Negli ultimi anni, però, questo terreno comune è stato progressivamente eroso da un altro fenomeno: la militarizzazione del linguaggio pubblico.
La politica parla sempre più spesso come se fosse in guerra.
Emergenze continue, nemici da individuare, confini da difendere, tolleranza zero, ordine da ristabilire.
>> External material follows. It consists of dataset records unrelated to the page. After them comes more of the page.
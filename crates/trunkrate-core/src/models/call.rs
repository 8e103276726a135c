//! Call rating request and result models

use rust_decimal::Decimal;
use serde::{Deserialize, Serialize};

use crate::{AppError, AppResult};

/// A rating request for one call
///
/// The zone code is assumed to be classified upstream; this engine does
/// not map dialed numbers to zones.
#[derive(Debug, Clone, Serialize, Deserialize)]
pub struct CallAttributes {
    /// Dialed number (E.164 or national digits; punctuation tolerated)
    pub dialed_number: String,

    /// OCN of the calling carrier, when known
    #[serde(default)]
    pub calling_ocn: Option<String>,

    /// LATA of the calling number, when known
    #[serde(default)]
    pub calling_lata: Option<String>,

    /// Carrier identification code, when present
    #[serde(default)]
    pub cic: Option<String>,

    /// Raw call duration in seconds
    pub raw_seconds: i32,

    /// Pre-classified zone code
    pub zone: String,
}

impl CallAttributes {
    /// Validate the request before rating
    pub fn validate(&self) -> AppResult<()> {
        if self.raw_seconds < 0 {
            return Err(AppError::InvalidDuration(i64::from(self.raw_seconds)));
        }
        if self.zone.trim().is_empty() {
            return Err(AppError::InvalidInput("zone code must not be empty".into()));
        }
        Ok(())
    }
}

/// Where an applied rate came from
#[derive(Debug, Clone, PartialEq, Eq, Serialize, Deserialize)]
#[serde(tag = "source", rename_all = "SCREAMING_SNAKE_CASE")]
pub enum RateSource {
    /// Zone base rate
    Base,
    /// Static per-traffic-class override
    StaticOverride {
        traffic_class: super::TrafficClass,
    },
    /// Dynamic pattern rule, identified by rule id
    DynamicOverride { rule_id: String },
}

/// Output of rating one call
#[derive(Debug, Clone, PartialEq, Serialize, Deserialize)]
pub struct RatingResult {
    /// Zone the call was rated in
    pub zone: String,

    /// Customer-side rate per minute actually applied
    pub applied_rate: Decimal,

    /// Provenance of the customer-side rate
    pub rate_source: RateSource,

    /// Vendor-side rate per minute actually applied
    pub vendor_rate: Decimal,

    /// Provenance of the vendor-side rate
    pub vendor_rate_source: RateSource,

    /// Billable seconds, shared by both sides
    pub billed_seconds: i32,

    /// Vendor-side amount
    pub cost: Decimal,

    /// Customer-side amount
    pub revenue: Decimal,

    /// revenue - cost
    pub profit: Decimal,
}
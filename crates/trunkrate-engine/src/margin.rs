//! Margin aggregation
//!
//! Folds rating results (or projected per-zone volumes) into a portfolio
//! margin snapshot. Aggregation only runs over a closed, fully-materialized
//! set of results; an empty set is an error, never a silent zero snapshot.

use rust_decimal::{Decimal, RoundingStrategy};
use tracing::instrument;
use trunkrate_core::config::MarginThresholds;
use trunkrate_core::models::{
    MarginSnapshot, MarginStatus, RateZone, RatingResult, ZoneMargin, ZoneVolume,
};
use trunkrate_core::{AppError, AppResult};

use crate::constants::MARGIN_PERCENT_SCALE;

/// Margin aggregator with configured health thresholds
#[derive(Debug, Clone)]
pub struct MarginAggregator {
    thresholds: MarginThresholds,
}

impl Default for MarginAggregator {
    fn default() -> Self {
        Self::new(MarginThresholds::default())
    }
}

impl MarginAggregator {
    pub fn new(thresholds: MarginThresholds) -> Self {
        Self { thresholds }
    }

    /// Classify a margin percentage against the configured thresholds
    pub fn classify(&self, margin_percent: Decimal) -> MarginStatus {
        if margin_percent < self.thresholds.critical_below {
            MarginStatus::Critical
        } else if margin_percent < self.thresholds.warning_below {
            MarginStatus::Warning
        } else {
            MarginStatus::Healthy
        }
    }

    /// Aggregate a closed set of rating results into a snapshot
    ///
    /// Results are grouped by zone in first-seen order, so the snapshot's
    /// zone (and risk-zone) ordering is deterministic for display.
    #[instrument(skip(self, results), fields(count = results.len()))]
    pub fn snapshot_from_results(&self, results: &[RatingResult]) -> AppResult<MarginSnapshot> {
        if results.is_empty() {
            return Err(AppError::EmptyAggregation(
                "no rating results to aggregate".to_string(),
            ));
        }

        // Group by zone, preserving first-seen order
        let mut order: Vec<String> = Vec::new();
        let mut grouped: std::collections::HashMap<String, (Decimal, Decimal, Decimal)> =
            std::collections::HashMap::new();

        for result in results {
            let entry = grouped
                .entry(result.zone.clone())
                .or_insert_with(|| {
                    order.push(result.zone.clone());
                    (Decimal::ZERO, Decimal::ZERO, Decimal::ZERO)
                });
            entry.0 += Decimal::from(result.billed_seconds);
            entry.1 += result.revenue;
            entry.2 += result.cost;
        }

        let zones = order
            .into_iter()
            .map(|zone| {
                let (billed_seconds, revenue, cost) = grouped[&zone];
                let volume_minutes = (billed_seconds / Decimal::from(60))
                    .round_dp_with_strategy(MARGIN_PERCENT_SCALE, RoundingStrategy::MidpointAwayFromZero);
                self.zone_margin(zone, volume_minutes, revenue, cost)
            })
            .collect();

        Ok(self.roll_up(zones))
    }

    /// Forward-looking "what-if" snapshot from a zone rate table and
    /// projected volumes
    ///
    /// Revenue and cost are `minutes x rate`; volume entries keep their
    /// input order. An unknown zone code is an error, not a skipped row.
    #[instrument(skip(self, zones, volume_by_zone), fields(count = volume_by_zone.len()))]
    pub fn projected_snapshot(
        &self,
        zones: &[RateZone],
        volume_by_zone: &[ZoneVolume],
    ) -> AppResult<MarginSnapshot> {
        if volume_by_zone.is_empty() {
            return Err(AppError::EmptyAggregation(
                "no zone volumes to project".to_string(),
            ));
        }

        let per_zone = volume_by_zone
            .iter()
            .map(|volume| {
                if volume.minutes.is_sign_negative() {
                    return Err(AppError::InvalidInput(format!(
                        "zone {} has negative projected volume {}",
                        volume.zone, volume.minutes
                    )));
                }
                let zone = zones
                    .iter()
                    .find(|z| z.zone == volume.zone)
                    .ok_or_else(|| AppError::UnknownZone(volume.zone.clone()))?;
                zone.validate()?;

                let revenue = (volume.minutes * zone.customer_rate)
                    .round_dp_with_strategy(4, RoundingStrategy::MidpointAwayFromZero);
                let cost = (volume.minutes * zone.vendor_rate)
                    .round_dp_with_strategy(4, RoundingStrategy::MidpointAwayFromZero);

                Ok(self.zone_margin(zone.zone.clone(), volume.minutes, revenue, cost))
            })
            .collect::<AppResult<Vec<_>>>()?;

        Ok(self.roll_up(per_zone))
    }

    fn zone_margin(
        &self,
        zone: String,
        volume_minutes: Decimal,
        revenue: Decimal,
        cost: Decimal,
    ) -> ZoneMargin {
        let profit = revenue - cost;
        let margin_percent = if revenue > Decimal::ZERO {
            (profit / revenue * Decimal::from(100)).round_dp_with_strategy(
                MARGIN_PERCENT_SCALE,
                RoundingStrategy::MidpointAwayFromZero,
            )
        } else {
            Decimal::ZERO
        };

        ZoneMargin {
            zone,
            volume_minutes,
            revenue,
            cost,
            profit,
            margin_percent,
            status: self.classify(margin_percent),
        }
    }

    /// Derive portfolio totals from the per-zone list
    ///
    /// Totals are sums over the zone list only; they are never accumulated
    /// separately, so they cannot drift from the zones shown.
    fn roll_up(&self, zones: Vec<ZoneMargin>) -> MarginSnapshot {
        let total_revenue: Decimal = zones.iter().map(|z| z.revenue).sum();
        let total_cost: Decimal = zones.iter().map(|z| z.cost).sum();
        let total_profit = total_revenue - total_cost;

        let overall_margin_percent = if total_revenue > Decimal::ZERO {
            (total_profit / total_revenue * Decimal::from(100)).round_dp_with_strategy(
                MARGIN_PERCENT_SCALE,
                RoundingStrategy::MidpointAwayFromZero,
            )
        } else {
            Decimal::ZERO
        };

        let profitable_zone_count = zones.iter().filter(|z| z.profit > Decimal::ZERO).count();
        let risk_zones = zones
            .iter()
            .filter(|z| z.status == MarginStatus::Critical)
            .map(|z| z.zone.clone())
            .collect();

        MarginSnapshot {
            total_zone_count: zones.len(),
            zones,
            total_revenue,
            total_cost,
            total_profit,
            overall_margin_percent,
            profitable_zone_count,
            risk_zones,
        }
    }
}
//! Pattern matching for dynamic override rules
//!
//! Determines whether a rule's pattern matches a call and reports a
//! specificity score used for priority tie-breaking.
//!
//! # Number normalization
//!
//! Dialed numbers are normalized by stripping every non-digit character
//! (`+`, dashes, spaces). `Prefix` rules match against this full digit
//! string, country code retained, so a `1800` rule matches `+1-800-555-1234`.
//! The national-significant number (NSN) additionally drops a leading NANP
//! country code `1` from an 11-digit number; `NPANxx` rules match against
//! the NSN.

use trunkrate_core::models::{CallAttributes, DynamicOverrideRule, RuleType};
use trunkrate_core::{AppError, AppResult};

use crate::constants::{CIC_SPECIFICITY, NPANXX_LEN, OCN_LATA_SEGMENT_WEIGHT};

/// Strip every non-digit character from a dialed number
pub fn normalize_digits(number: &str) -> String {
    number.chars().filter(|c| c.is_ascii_digit()).collect()
}

/// Derive the national-significant number from normalized digits
///
/// Drops a leading `1` from an 11-digit NANP number; anything else is
/// returned unchanged.
pub fn national_number(digits: &str) -> &str {
    if digits.len() == 11 && digits.starts_with('1') {
        &digits[1..]
    } else {
        digits
    }
}

/// Match a rule's pattern against a call
///
/// Returns `Some(specificity)` on a match, `None` on a non-match, and
/// `InvalidPattern` when the pattern is empty or malformed for its type.
/// Callers are expected to skip invalid rules rather than abort rating.
pub fn match_rule(rule: &DynamicOverrideRule, call: &CallAttributes) -> AppResult<Option<u32>> {
    let pattern = rule.pattern.trim();
    if pattern.is_empty() {
        return Err(invalid(rule, "empty pattern"));
    }

    match rule.rule_type {
        RuleType::NpaNxx => {
            if pattern.len() != NPANXX_LEN || !pattern.bytes().all(|b| b.is_ascii_digit()) {
                return Err(invalid(rule, "NPANxx pattern must be exactly 6 digits"));
            }
            let digits = normalize_digits(&call.dialed_number);
            Ok(national_number(&digits)
                .starts_with(pattern)
                .then_some(NPANXX_LEN as u32))
        }
        RuleType::Prefix => {
            if !pattern.bytes().all(|b| b.is_ascii_digit()) {
                return Err(invalid(rule, "prefix pattern must be digits"));
            }
            let digits = normalize_digits(&call.dialed_number);
            Ok(digits
                .starts_with(pattern)
                .then_some(pattern.len() as u32))
        }
        RuleType::OcnLata => {
            let (ocn, lata) = match pattern.split_once('/') {
                Some((o, l)) => (o.trim(), l.trim()),
                None => (pattern, ""),
            };
            if ocn.is_empty() && lata.is_empty() {
                return Err(invalid(rule, "OCN/LATA pattern has no segments"));
            }

            let ocn_matches = ocn.is_empty() || call.calling_ocn.as_deref() == Some(ocn);
            let lata_matches = lata.is_empty() || call.calling_lata.as_deref() == Some(lata);

            if ocn_matches && lata_matches {
                let segments = u32::from(!ocn.is_empty()) + u32::from(!lata.is_empty());
                Ok(Some(segments * OCN_LATA_SEGMENT_WEIGHT))
            } else {
                Ok(None)
            }
        }
        RuleType::Cic => Ok((call.cic.as_deref() == Some(pattern)).then_some(CIC_SPECIFICITY)),
    }
}

fn invalid(rule: &DynamicOverrideRule, reason: &str) -> AppError {
    AppError::InvalidPattern {
        rule_id: rule.id.clone(),
        reason: reason.to_string(),
    }
}

#[cfg(test)]
mod tests {
    use super::*;
    use rust_decimal_macros::dec;
    use trunkrate_core::models::MaxOverride;

    fn rule(rule_type: RuleType, pattern: &str) -> DynamicOverrideRule {
        DynamicOverrideRule {
            id: "rule-1".to_string(),
            rule_type,
            pattern: pattern.to_string(),
            override_rate: dec!(0.01),
            max_override: MaxOverride::Unbounded,
            priority: 1,
            enabled: true,
            description: None,
        }
    }

    fn call(dialed: &str) -> CallAttributes {
        CallAttributes {
            dialed_number: dialed.to_string(),
            calling_ocn: None,
            calling_lata: None,
            cic: None,
            raw_seconds: 60,
            zone: "DOM".to_string(),
        }
    }

    #[test]
    fn test_normalize_digits() {
        assert_eq!(normalize_digits("+1-212-555-1234"), "12125551234");
        assert_eq!(normalize_digits("2125551234"), "2125551234");
    }

    #[test]
    fn test_national_number_strips_nanp_country_code() {
        assert_eq!(national_number("12125551234"), "2125551234");
        assert_eq!(national_number("2125551234"), "2125551234");
        // Non-NANP lengths are left alone
        assert_eq!(national_number("442071234567"), "442071234567");
    }

    #[test]
    fn test_npanxx_matches_nsn() {
        let r = rule(RuleType::NpaNxx, "212555");
        assert_eq!(match_rule(&r, &call("+12125551234")).unwrap(), Some(6));
        assert_eq!(match_rule(&r, &call("2125551234")).unwrap(), Some(6));
        assert_eq!(match_rule(&r, &call("3105551234")).unwrap(), None);
    }

    #[test]
    fn test_npanxx_rejects_malformed() {
        let r = rule(RuleType::NpaNxx, "21255");
        assert!(matches!(
            match_rule(&r, &call("2125551234")),
            Err(AppError::InvalidPattern { .. })
        ));
        let r = rule(RuleType::NpaNxx, "21255x");
        assert!(match_rule(&r, &call("2125551234")).is_err());
    }

    #[test]
    fn test_prefix_keeps_country_code() {
        let r = rule(RuleType::Prefix, "1800");
        assert_eq!(match_rule(&r, &call("18005551234")).unwrap(), Some(4));
        assert_eq!(match_rule(&r, &call("+1 (800) 555-1234")).unwrap(), Some(4));
        assert_eq!(match_rule(&r, &call("18885551234")).unwrap(), None);
    }

    #[test]
    fn test_prefix_rejects_non_digits() {
        let r = rule(RuleType::Prefix, "18-00");
        assert!(match_rule(&r, &call("18005551234")).is_err());
    }

    #[test]
    fn test_ocn_lata_segments() {
        let mut c = call("2125551234");
        c.calling_ocn = Some("7421".to_string());
        c.calling_lata = Some("132".to_string());

        // OCN only
        let r = rule(RuleType::OcnLata, "7421");
        assert_eq!(match_rule(&r, &c).unwrap(), Some(10));

        // LATA only
        let r = rule(RuleType::OcnLata, "/132");
        assert_eq!(match_rule(&r, &c).unwrap(), Some(10));

        // Both segments: more specific
        let r = rule(RuleType::OcnLata, "7421/132");
        assert_eq!(match_rule(&r, &c).unwrap(), Some(20));

        // Mismatched LATA fails the whole rule
        let r = rule(RuleType::OcnLata, "7421/999");
        assert_eq!(match_rule(&r, &c).unwrap(), None);
    }

    #[test]
    fn test_ocn_lata_requires_call_attribute() {
        let c = call("2125551234");
        let r = rule(RuleType::OcnLata, "7421");
        assert_eq!(match_rule(&r, &c).unwrap(), None);
    }

    #[test]
    fn test_ocn_lata_empty_segments_invalid() {
        let r = rule(RuleType::OcnLata, "/");
        assert!(match_rule(&r, &call("2125551234")).is_err());
    }

    #[test]
    fn test_cic_exact_match() {
        let mut c = call("2125551234");
        c.cic = Some("0288".to_string());

        let r = rule(RuleType::Cic, "0288");
        assert_eq!(match_rule(&r, &c).unwrap(), Some(CIC_SPECIFICITY));

        let r = rule(RuleType::Cic, "0333");
        assert_eq!(match_rule(&r, &c).unwrap(), None);
    }

    #[test]
    fn test_empty_pattern_invalid() {
        let r = rule(RuleType::Prefix, "  ");
        assert!(matches!(
            match_rule(&r, &call("18005551234")),
            Err(AppError::InvalidPattern { .. })
        ));
    }
}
Un lessico che non descrive la realtà, ma la deforma.
Questo linguaggio trova nel web il suo ambiente ideale.
Uno spazio dove l’aggressività appare priva di conseguenze e dove la violenza verbale viene spesso vissuta come legittima, perché percepita come semplice imitazione di ciò che la politica già pratica.
Non un eccesso, ma una riproduzione.

Quando il linguaggio si militarizza, accadono due cose.
La prima è che il conflitto viene semplificato: non ci sono più problemi da risolvere, ma avversari da sconfiggere.
La seconda è che questa semplificazione scende dall’alto e diventa pratica quotidiana.

La politica lo alimenta.
Il dibattito pubblico lo normalizza.
Il corpo sociale lo riproduce.

La violenza, così, non nasce improvvisamente nei quartieri o nelle scuole.
Nasce prima, molto prima, nelle parole che scegliamo di usare.
In questo contesto, la scuola resta uno degli ultimi argini possibili.
Non perché sia un luogo ideale o immune dai conflitti, ma perché è lo spazio in cui il conflitto può essere regolato, discusso, attraversato senza trasformarsi in scontro permanente.

La scuola insegna – o dovrebbe insegnare – che il dissenso non richiede nemici, che la convivenza non è una concessione, che la cittadinanza non è un fatto naturale ma un apprendimento continuo.
Per questo è pericoloso caricare la scuola di funzioni identitarie, culturali o simboliche che non le appartengono.
Ogni volta che la scuola viene chiamata a “difendere” qualcosa o qualcuno, smette di educare e comincia ad addestrare.
Non integrazione, non assimilazione, non contrapposizione.
Ma apprendimento del patto repubblicano
.
Se vogliamo davvero parlare di sicurezza, dobbiamo partire da qui.
Dalla capacità di disarmare il linguaggio, prima ancora di pensare a nuove regole o nuovi controlli.
Perché una società che parla come se fosse in guerra, prima o poi, una guerra la pratica davvero.